[Saved data entries]
-----
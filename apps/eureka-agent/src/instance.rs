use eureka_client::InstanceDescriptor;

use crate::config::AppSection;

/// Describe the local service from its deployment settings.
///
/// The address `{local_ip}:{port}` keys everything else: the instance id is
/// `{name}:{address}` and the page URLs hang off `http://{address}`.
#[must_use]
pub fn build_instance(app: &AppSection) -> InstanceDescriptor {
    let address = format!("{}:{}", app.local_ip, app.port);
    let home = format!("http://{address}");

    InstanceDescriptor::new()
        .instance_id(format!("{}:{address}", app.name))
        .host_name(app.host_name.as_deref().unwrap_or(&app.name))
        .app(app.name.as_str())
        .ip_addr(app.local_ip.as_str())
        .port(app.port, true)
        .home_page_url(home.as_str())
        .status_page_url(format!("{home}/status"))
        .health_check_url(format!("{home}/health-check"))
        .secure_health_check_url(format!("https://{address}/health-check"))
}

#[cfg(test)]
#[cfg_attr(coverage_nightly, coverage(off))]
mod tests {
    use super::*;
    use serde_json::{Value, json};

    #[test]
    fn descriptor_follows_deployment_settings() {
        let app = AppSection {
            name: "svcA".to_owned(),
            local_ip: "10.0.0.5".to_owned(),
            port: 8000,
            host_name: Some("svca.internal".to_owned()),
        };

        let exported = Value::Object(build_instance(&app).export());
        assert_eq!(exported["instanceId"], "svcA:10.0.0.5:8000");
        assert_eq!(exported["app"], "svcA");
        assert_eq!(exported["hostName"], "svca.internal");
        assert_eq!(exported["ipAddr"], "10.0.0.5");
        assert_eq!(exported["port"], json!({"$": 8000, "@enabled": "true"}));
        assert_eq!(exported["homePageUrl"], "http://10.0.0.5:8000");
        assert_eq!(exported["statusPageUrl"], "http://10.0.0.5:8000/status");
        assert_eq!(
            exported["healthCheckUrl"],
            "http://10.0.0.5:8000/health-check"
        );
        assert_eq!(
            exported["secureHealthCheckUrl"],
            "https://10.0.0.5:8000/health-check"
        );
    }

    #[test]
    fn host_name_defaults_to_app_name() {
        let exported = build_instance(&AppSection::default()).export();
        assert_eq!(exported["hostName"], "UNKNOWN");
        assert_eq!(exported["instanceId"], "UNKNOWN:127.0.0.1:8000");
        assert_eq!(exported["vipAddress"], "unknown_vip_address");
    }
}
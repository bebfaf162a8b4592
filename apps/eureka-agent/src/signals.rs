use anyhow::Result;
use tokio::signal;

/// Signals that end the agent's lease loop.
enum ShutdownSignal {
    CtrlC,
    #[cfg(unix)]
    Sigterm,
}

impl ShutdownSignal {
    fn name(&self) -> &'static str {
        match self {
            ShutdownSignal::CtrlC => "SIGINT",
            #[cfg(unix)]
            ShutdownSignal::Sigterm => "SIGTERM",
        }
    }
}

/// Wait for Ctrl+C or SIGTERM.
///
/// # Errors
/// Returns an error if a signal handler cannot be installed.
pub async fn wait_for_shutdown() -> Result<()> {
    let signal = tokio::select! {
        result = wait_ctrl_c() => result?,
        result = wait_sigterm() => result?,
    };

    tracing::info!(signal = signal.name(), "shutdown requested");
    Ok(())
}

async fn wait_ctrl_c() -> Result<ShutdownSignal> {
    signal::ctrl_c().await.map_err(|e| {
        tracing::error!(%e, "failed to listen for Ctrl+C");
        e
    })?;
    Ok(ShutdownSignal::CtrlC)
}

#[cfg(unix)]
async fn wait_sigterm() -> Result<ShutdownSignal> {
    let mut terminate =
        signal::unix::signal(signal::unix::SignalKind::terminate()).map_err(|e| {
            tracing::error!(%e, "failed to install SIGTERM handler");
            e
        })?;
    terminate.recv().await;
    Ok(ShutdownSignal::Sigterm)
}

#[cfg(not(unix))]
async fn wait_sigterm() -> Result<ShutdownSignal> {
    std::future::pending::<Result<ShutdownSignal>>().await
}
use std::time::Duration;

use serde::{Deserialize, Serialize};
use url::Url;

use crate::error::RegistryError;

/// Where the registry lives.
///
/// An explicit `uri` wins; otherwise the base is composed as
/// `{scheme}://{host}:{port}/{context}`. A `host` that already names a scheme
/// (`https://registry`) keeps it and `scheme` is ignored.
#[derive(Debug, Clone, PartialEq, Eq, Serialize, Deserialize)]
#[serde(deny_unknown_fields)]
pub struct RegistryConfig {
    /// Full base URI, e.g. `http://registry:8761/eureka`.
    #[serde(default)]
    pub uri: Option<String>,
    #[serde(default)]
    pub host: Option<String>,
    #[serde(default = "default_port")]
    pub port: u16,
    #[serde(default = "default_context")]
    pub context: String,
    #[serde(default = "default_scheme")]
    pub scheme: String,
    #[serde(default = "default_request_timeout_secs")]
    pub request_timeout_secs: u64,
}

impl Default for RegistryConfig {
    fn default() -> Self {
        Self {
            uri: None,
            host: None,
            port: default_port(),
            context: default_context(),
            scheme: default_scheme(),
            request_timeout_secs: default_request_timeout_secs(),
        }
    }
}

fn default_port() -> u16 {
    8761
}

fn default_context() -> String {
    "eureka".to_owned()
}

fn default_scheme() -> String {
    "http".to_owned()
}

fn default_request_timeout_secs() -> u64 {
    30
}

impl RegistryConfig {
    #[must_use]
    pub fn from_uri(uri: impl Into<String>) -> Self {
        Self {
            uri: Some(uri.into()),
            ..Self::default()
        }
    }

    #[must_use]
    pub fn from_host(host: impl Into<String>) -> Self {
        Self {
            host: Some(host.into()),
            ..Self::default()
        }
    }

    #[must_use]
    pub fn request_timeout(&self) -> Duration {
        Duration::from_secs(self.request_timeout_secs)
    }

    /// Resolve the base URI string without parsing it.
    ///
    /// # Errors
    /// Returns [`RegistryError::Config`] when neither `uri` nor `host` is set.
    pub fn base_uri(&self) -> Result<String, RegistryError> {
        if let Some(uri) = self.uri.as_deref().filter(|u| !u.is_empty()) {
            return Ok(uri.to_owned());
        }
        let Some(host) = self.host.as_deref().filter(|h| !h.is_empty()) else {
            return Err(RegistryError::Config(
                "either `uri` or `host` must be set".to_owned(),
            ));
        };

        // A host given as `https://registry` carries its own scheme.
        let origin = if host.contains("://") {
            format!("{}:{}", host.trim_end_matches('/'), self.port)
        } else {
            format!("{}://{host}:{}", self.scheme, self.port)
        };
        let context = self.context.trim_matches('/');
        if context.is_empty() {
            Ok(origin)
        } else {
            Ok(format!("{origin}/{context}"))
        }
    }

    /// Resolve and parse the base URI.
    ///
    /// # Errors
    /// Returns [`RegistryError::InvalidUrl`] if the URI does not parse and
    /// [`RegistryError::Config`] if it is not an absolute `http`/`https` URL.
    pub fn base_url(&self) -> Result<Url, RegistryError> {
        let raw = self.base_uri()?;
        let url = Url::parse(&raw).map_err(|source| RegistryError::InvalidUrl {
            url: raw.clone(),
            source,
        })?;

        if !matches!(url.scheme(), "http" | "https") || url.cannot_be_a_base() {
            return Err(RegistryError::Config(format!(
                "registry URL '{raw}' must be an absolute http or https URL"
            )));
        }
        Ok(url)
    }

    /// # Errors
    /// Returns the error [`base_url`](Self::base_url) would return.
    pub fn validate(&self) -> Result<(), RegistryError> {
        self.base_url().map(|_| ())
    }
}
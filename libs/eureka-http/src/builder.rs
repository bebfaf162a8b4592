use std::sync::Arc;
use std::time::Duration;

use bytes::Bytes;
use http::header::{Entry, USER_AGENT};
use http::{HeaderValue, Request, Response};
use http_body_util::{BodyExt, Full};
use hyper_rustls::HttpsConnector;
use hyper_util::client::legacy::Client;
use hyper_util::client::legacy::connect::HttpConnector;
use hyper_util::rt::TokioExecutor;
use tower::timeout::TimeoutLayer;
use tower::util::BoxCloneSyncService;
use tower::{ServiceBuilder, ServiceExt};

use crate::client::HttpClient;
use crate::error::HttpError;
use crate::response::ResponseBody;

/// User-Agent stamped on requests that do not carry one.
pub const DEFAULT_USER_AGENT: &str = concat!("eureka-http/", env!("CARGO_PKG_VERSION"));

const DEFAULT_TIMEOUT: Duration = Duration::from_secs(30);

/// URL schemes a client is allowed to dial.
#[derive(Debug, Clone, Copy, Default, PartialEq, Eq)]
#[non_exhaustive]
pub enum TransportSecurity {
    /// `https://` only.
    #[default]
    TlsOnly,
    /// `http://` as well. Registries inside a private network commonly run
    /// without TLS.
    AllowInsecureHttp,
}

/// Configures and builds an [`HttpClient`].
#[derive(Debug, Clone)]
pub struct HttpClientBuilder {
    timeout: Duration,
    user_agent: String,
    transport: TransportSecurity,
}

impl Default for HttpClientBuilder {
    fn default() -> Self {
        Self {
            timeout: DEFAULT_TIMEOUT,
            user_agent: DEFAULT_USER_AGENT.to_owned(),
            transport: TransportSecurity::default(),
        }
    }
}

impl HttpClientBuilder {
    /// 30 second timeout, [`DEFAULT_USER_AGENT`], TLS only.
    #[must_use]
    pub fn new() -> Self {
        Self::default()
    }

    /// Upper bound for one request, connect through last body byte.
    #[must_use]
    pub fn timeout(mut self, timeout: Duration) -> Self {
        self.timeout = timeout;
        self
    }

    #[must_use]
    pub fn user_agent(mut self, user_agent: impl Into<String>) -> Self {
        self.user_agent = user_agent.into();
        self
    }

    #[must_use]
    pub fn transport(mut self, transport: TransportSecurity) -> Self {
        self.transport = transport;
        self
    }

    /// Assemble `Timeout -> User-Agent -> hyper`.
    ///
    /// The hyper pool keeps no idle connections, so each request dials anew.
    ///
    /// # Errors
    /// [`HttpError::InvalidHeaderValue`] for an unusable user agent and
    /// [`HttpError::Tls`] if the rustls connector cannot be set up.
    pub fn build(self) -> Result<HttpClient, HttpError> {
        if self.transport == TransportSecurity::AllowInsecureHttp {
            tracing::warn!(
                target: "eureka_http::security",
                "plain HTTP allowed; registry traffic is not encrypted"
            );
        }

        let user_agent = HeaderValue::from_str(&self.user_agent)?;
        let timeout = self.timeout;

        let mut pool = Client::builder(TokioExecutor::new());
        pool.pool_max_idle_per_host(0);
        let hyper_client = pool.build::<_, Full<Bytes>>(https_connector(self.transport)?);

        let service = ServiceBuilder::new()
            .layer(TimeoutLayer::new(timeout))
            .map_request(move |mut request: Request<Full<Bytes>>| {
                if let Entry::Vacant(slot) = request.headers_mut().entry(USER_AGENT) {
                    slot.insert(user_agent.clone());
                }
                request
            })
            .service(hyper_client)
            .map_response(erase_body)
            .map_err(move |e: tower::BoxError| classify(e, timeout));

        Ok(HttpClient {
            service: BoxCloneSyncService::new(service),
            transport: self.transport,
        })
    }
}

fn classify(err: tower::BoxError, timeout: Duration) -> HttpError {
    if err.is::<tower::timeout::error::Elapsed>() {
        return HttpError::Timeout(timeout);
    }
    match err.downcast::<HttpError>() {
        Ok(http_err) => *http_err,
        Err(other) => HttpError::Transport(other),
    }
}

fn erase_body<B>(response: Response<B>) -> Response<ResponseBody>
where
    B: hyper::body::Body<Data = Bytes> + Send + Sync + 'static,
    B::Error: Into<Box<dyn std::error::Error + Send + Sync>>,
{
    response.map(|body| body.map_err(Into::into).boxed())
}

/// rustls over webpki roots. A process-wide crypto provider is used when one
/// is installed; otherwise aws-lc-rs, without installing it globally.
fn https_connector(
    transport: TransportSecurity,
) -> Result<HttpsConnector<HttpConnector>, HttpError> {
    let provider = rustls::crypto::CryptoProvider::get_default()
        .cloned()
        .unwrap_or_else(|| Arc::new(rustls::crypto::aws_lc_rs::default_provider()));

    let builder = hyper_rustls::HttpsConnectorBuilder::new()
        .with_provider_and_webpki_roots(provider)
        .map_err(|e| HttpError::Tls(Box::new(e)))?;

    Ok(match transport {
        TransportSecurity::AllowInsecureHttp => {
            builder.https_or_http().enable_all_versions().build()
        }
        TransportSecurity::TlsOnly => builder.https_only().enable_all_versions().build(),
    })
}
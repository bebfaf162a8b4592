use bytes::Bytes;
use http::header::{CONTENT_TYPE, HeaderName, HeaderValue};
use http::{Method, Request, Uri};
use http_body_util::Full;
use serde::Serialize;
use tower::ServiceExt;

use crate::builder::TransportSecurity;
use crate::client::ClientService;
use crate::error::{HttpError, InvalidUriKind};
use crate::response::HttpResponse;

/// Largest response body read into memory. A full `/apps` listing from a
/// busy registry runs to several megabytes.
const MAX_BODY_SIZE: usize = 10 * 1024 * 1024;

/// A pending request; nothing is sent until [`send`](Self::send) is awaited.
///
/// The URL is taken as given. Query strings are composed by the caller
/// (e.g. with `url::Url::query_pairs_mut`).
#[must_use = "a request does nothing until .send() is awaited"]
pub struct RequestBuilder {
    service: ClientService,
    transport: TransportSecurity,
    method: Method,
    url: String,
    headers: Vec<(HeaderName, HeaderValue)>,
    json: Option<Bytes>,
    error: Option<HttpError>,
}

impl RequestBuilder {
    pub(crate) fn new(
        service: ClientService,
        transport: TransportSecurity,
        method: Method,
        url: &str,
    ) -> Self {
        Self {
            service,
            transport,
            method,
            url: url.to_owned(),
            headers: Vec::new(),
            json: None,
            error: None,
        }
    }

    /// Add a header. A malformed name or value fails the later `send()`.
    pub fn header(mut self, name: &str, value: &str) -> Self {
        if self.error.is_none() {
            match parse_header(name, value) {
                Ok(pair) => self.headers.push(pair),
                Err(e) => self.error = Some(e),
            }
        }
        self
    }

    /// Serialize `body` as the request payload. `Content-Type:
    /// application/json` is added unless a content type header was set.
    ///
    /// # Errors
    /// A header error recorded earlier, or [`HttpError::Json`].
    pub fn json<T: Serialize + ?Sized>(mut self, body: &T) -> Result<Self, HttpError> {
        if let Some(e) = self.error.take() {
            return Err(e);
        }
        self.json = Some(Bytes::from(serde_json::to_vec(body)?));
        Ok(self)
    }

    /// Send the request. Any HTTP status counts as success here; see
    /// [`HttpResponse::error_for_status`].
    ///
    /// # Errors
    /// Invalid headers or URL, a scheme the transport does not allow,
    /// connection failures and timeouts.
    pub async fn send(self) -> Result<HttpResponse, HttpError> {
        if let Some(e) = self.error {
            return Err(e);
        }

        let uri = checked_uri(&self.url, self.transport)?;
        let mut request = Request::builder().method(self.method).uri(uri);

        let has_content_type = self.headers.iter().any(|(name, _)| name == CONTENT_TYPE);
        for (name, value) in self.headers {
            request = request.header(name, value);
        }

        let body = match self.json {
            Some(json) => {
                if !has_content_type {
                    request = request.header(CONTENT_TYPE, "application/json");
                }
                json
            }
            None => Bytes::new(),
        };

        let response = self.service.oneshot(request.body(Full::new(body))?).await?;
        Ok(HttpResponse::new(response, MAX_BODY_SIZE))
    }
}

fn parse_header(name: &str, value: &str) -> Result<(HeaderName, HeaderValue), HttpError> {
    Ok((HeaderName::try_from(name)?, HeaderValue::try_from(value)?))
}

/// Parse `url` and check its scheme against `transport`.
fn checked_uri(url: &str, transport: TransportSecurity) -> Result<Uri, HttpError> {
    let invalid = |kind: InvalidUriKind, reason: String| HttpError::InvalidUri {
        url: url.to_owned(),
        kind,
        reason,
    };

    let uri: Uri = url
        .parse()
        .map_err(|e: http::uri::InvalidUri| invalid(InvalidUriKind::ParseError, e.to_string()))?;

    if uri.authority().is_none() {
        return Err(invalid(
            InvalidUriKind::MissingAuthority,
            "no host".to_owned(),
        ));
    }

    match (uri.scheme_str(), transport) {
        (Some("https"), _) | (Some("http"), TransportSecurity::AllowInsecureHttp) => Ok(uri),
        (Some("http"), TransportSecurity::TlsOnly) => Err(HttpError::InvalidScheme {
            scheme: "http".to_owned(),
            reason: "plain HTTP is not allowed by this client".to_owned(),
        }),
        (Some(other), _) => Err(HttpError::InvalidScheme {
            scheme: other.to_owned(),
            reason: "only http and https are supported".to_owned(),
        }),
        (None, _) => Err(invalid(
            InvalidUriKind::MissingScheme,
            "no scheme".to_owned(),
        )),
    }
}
-----
→ YOUR GOAL: In how many lines of the records does the word "otherwise" appear? Answer with the number only.

→ EXERCISE RESPONSE: 2